### Information provided
==========

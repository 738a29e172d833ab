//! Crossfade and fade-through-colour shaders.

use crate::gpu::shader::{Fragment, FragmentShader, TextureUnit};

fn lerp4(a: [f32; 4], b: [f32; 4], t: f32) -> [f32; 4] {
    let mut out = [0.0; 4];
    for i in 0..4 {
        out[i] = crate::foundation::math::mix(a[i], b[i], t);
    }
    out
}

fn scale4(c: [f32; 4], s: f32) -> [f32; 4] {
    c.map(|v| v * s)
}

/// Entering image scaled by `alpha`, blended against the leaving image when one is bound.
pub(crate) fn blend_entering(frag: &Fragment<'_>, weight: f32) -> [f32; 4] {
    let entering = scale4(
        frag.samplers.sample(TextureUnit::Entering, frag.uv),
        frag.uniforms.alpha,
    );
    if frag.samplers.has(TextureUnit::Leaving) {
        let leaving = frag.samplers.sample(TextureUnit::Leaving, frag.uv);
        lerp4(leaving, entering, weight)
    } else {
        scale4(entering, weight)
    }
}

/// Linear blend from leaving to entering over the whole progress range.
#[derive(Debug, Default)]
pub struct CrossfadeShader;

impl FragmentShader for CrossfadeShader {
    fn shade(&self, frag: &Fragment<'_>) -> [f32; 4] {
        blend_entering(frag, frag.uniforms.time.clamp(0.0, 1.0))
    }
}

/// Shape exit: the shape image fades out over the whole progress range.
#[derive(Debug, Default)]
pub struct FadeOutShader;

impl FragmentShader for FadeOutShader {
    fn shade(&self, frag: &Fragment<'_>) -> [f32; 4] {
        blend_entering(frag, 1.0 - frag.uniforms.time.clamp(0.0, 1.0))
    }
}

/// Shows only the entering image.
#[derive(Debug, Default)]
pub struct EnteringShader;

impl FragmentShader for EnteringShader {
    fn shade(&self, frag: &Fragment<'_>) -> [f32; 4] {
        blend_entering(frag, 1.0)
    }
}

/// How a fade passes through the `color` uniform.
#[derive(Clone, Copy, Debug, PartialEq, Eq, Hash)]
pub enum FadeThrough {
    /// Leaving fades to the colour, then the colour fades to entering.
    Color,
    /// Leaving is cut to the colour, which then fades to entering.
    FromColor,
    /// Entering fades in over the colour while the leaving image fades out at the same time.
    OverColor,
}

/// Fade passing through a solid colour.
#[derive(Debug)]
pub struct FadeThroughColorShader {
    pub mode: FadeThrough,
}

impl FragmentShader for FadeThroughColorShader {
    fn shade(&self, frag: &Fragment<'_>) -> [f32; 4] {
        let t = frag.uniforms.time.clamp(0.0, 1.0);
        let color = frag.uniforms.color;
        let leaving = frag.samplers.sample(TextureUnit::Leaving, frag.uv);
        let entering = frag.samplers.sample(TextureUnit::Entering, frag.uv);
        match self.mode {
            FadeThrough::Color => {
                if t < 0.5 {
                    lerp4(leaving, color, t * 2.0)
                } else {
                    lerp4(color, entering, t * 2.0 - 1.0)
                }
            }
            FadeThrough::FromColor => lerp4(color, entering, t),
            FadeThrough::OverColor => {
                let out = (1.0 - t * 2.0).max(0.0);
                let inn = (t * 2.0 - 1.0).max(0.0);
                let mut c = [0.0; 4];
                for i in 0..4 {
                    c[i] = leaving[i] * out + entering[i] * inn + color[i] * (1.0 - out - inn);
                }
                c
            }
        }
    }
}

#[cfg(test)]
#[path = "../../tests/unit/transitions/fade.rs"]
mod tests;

==========

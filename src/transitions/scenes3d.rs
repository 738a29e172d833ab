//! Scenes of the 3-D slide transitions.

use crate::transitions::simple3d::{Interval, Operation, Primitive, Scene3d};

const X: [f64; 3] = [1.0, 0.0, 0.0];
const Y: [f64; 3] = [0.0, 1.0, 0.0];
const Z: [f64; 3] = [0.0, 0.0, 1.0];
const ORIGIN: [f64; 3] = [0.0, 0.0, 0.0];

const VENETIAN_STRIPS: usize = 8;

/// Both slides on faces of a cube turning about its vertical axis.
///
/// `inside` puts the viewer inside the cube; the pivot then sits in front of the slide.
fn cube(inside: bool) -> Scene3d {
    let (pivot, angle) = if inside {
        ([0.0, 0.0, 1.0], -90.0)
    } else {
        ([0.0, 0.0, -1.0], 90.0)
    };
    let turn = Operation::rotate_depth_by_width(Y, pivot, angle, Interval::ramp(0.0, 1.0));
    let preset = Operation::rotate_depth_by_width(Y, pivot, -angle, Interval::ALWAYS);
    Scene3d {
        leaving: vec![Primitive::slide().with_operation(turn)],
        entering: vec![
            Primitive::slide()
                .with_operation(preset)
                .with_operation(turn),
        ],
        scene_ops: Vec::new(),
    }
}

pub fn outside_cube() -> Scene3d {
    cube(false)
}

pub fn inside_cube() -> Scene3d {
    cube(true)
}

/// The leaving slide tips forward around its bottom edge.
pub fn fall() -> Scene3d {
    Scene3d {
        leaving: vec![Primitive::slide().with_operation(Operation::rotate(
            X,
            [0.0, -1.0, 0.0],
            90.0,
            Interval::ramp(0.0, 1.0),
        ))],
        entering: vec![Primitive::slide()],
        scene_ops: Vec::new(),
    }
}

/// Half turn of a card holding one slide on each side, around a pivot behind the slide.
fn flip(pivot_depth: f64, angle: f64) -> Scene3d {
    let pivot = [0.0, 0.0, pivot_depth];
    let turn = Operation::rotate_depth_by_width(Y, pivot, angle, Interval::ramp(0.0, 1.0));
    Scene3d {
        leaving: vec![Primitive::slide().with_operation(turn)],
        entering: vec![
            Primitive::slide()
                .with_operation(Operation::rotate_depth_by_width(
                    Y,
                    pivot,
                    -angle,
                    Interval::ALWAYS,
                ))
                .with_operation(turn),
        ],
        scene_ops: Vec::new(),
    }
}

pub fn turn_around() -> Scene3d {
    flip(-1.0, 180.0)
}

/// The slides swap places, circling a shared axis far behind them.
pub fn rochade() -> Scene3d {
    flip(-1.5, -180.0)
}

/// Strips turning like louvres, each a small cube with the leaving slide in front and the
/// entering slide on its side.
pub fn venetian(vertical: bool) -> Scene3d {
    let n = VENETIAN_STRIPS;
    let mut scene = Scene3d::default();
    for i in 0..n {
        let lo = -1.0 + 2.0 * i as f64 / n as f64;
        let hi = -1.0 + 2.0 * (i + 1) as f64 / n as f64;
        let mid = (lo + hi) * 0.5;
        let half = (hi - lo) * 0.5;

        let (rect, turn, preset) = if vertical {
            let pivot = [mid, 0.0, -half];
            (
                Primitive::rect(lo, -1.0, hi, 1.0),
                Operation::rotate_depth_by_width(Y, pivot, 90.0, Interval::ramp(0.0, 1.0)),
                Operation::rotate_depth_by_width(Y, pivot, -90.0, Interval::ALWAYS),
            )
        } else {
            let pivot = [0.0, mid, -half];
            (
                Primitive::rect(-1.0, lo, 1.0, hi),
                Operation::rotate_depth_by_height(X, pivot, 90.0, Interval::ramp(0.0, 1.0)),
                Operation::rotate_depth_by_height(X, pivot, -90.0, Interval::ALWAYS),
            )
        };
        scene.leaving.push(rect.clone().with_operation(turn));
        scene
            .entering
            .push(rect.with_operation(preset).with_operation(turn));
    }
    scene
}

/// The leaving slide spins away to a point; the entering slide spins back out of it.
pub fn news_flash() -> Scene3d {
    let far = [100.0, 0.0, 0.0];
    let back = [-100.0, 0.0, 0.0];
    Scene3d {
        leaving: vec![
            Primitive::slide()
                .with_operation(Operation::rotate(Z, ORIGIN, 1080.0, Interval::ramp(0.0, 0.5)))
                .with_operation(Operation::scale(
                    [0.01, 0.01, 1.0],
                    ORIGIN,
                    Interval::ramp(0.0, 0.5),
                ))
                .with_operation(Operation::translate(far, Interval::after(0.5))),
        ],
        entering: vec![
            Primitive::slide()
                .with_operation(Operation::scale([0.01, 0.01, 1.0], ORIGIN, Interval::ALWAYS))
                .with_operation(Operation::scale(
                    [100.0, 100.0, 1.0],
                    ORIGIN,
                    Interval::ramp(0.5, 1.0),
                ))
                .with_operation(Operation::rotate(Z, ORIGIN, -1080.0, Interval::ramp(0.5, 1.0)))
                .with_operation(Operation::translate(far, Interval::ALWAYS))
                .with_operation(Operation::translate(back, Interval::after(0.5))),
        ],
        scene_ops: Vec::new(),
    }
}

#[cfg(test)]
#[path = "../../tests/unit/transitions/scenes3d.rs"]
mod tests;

==========

### How to complete this task
Output exactly the lines of the material above from the one containing "pub fn turn_around()" up to and including the one containing "for i in 0..n".

### Answer space
pub fn turn_around() -> Scene3d {
    flip(-1.0, 180.0)
}

/// The slides swap places, circling a shared axis far behind them.
pub fn rochade() -> Scene3d {
    flip(-1.5, -180.0)
}

/// Strips turning like louvres, each a small cube with the leaving slide in front and the
/// entering slide on its side.
pub fn venetian(vertical: bool) -> Scene3d {
    let n = VENETIAN_STRIPS;
    let mut scene = Scene3d::default();
    for i in 0..n {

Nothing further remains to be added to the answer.